# GRPO

$$
\mathcal{J}_{\text{GRPO}}(\theta) =  \mathbb{E}_{q \sim P(Q), \{o_i\}_{i=1}^G \sim \pi_{\theta_{\text{old}}}(O \mid q)} \Bigg[ \frac{1}{G} \sum_{i=1}^G \frac{1}{|o_i|} \sum_{t=1}^{|o_i|} \min \Bigg( \frac{\pi_\theta(o_{i,t} \mid q, o_{i,<t})}{\pi_{\theta_{\text{old}}}(o_{i,t} \mid q, o_{i,<t})} \hat{A}_{i,t}, \nonumber  \text{clip} \left( \frac{\pi_\theta(o_{i,t} \mid q, o_{i,<t})}{\pi_{\theta_{\text{old}}}(o_{i,t} \mid q, o_{i,<t})}, 1 - \epsilon, 1 + \epsilon \right) \hat{A}_{i,t} \Bigg) \nonumber - \beta D_{\text{KL}}[\pi_\theta \| \pi_{\text{ref}}] \Bigg],
$$

$$
\hat{A}_{i,t}=\tilde{r}_i=\frac{r_i-\text{mean}(\mathbf{r})}{\text{std}(\mathbf{r})} \notag
$$

In [None]:
import torch

def grpo_loss(rewards, logp_per_token, ref_logp_per_token, old_logp_per_token, beta=0.01 , clip_epsilon=0.25):
    """
    Args:
        rewards (torch.Tensor): 奖励, shape: [batch_size, num_generation]
        logp_per_token (torch.Tensor): 策略模型logp, shape: [batch_size, num_generation, seq_len]
        ref_logp_per_token (torch.Tensor): 参考模型logp, shape: [batch_size, num_generation, seq_len]
        old_logp_per_token (torch.Tensor): 旧策略模型logp, shape: [batch_size, num_generation, seq_len]
        beta (float): KL正则化参数
        clip_epsilon (float): 裁剪参数
    """
    mean_grouped_rewards = rewards.mean(dim=-1, keepdim=True) # shape: [batch_size, 1]
    std_grouped_rewards = rewards.std(dim=-1, keepdim=True)   # shape: [batch_size, 1]
    
    advantage_per_sequence = (rewards - mean_grouped_rewards) / (std_grouped_rewards + 1e-8) # [batch_size, num_generation]
    advantage_per_token = advantage_per_sequence.unsqueeze(-1).expand_as(logp_per_token) # [batch_size, num_generation, seq_len]
    
    importance_ratio = torch.exp(logp_per_token - old_logp_per_token)
    clipped_importance_ratio = torch.clamp(importance_ratio, 1.0 - clip_epsilon, 1.0 + clip_epsilon)
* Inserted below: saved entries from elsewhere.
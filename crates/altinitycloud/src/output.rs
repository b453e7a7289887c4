use altinitycloud_provider::{
    Diagnostics, NodeTypeModel, NodeTypeResourceModel, Severity, UserModel,
};
use colored::Colorize;
use serde::Serialize;

pub fn print_diagnostics(diags: &Diagnostics) {
    for d in diags.iter() {
        let label = match d.severity {
            Severity::Error => "error:".red().bold(),
            Severity::Warning => "warning:".yellow().bold(),
        };
        match &d.attribute {
            Some(attr) => eprintln!("{} {} ({})", label, d.summary.bold(), attr.cyan()),
            None => eprintln!("{} {}", label, d.summary.bold()),
        }
        eprintln!("  {}", d.detail);
    }
}

pub fn print_json<T: Serialize>(value: &T) -> anyhow::Result<()> {
    println!("{}", serde_json::to_string_pretty(value)?);
    Ok(())
}

pub fn print_node_types(node_types: &[NodeTypeModel]) {
    if node_types.is_empty() {
        println!("{}", "No node types".dimmed());
        return;
    }

    println!(
        "{}",
        format!(
            "{:<8} {:<24} {:<12} {:<20} {:<16} {:<8} {:<8}",
            "ID", "NAME", "SCOPE", "CODE", "STORAGE CLASS", "CPU", "MEMORY"
        )
        .bold()
    );
    println!("{}", "─".repeat(100).dimmed());

    for nt in node_types {
        println!(
            "{:<8} {:<24} {:<12} {:<20} {:<16} {:<8} {:<8}",
            nt.id,
            nt.name.cyan(),
            nt.scope,
            nt.code,
            nt.storage_class,
            nt.cpu,
            nt.memory
        );
    }
}

pub fn print_node_type(nt: &NodeTypeResourceModel) {
    println!("{} {}", "Node type".bold(), nt.name.cyan().bold());
    println!("  {:<14} {}", "id", nt.id);
    println!("  {:<14} {}", "environment", nt.env_id);
    println!("  {:<14} {}", "scope", nt.scope);
    println!("  {:<14} {}", "code", nt.code);
    println!("  {:<14} {}", "pool", nt.pool);
    println!("  {:<14} {}", "storage class", nt.storage_class);
    println!("  {:<14} {} (alloc {})", "cpu", nt.cpu, nt.cpu_alloc);
    println!("  {:<14} {} (alloc {})", "memory", nt.memory, nt.memory_alloc);
    if !nt.node_selector.is_empty() {
        println!("  {:<14} {}", "node selector", nt.node_selector);
    }
    for t in &nt.tolerations {
        println!(
            "  {:<14} {} {} {} : {}",
            "toleration", t.key, t.operator, t.value, t.effect
        );
    }
}

pub fn print_users(users: &[UserModel]) {
    if users.is_empty() {
        println!("{}", "No users".dimmed());
        return;
    }

    println!(
        "{}",
        format!(
            "{:<8} {:<20} {:<10} {:<10} {:<8} {:<8} {:<30}",
            "ID", "LOGIN", "PROFILE", "QUOTA", "ADMIN", "SYSTEM", "NETWORKS"
        )
        .bold()
    );
    println!("{}", "─".repeat(100).dimmed());

    for user in users {
        let admin = if user.access_management {
            "yes".green()
        } else {
            "no".dimmed()
        };
        let system = if user.system {
            "yes".yellow()
        } else {
            "no".dimmed()
        };
        println!(
            "{:<8} {:<20} {:<10} {:<10} {:<8} {:<8} {:<30}",
            user.id,
            user.login.cyan(),
            user.profile_id,
            user.quota_id,
            admin,
            system,
            user.networks.replace('\n', ", ")
        );
    }
}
    adv1 = importance_ratio * advantage_per_token
    adv2 = clipped_importance_ratio * advantage_per_token
    policy_objective_per_token = torch.min(adv1, adv2) # [batch_size, num_generation, seq_len]
    
    mean_policy_objective = policy_objective_per_token.mean() # [1,]

    # [batch_size, num_generation, seq_len]
    kl_per_token = torch.exp(ref_logp_per_token - logp_per_token) - (ref_logp_per_token - logp_per_token) - 1
    mean_kl = kl_per_token.mean()
    
    loss = beta * mean_kl - mean_policy_objective
    
    return loss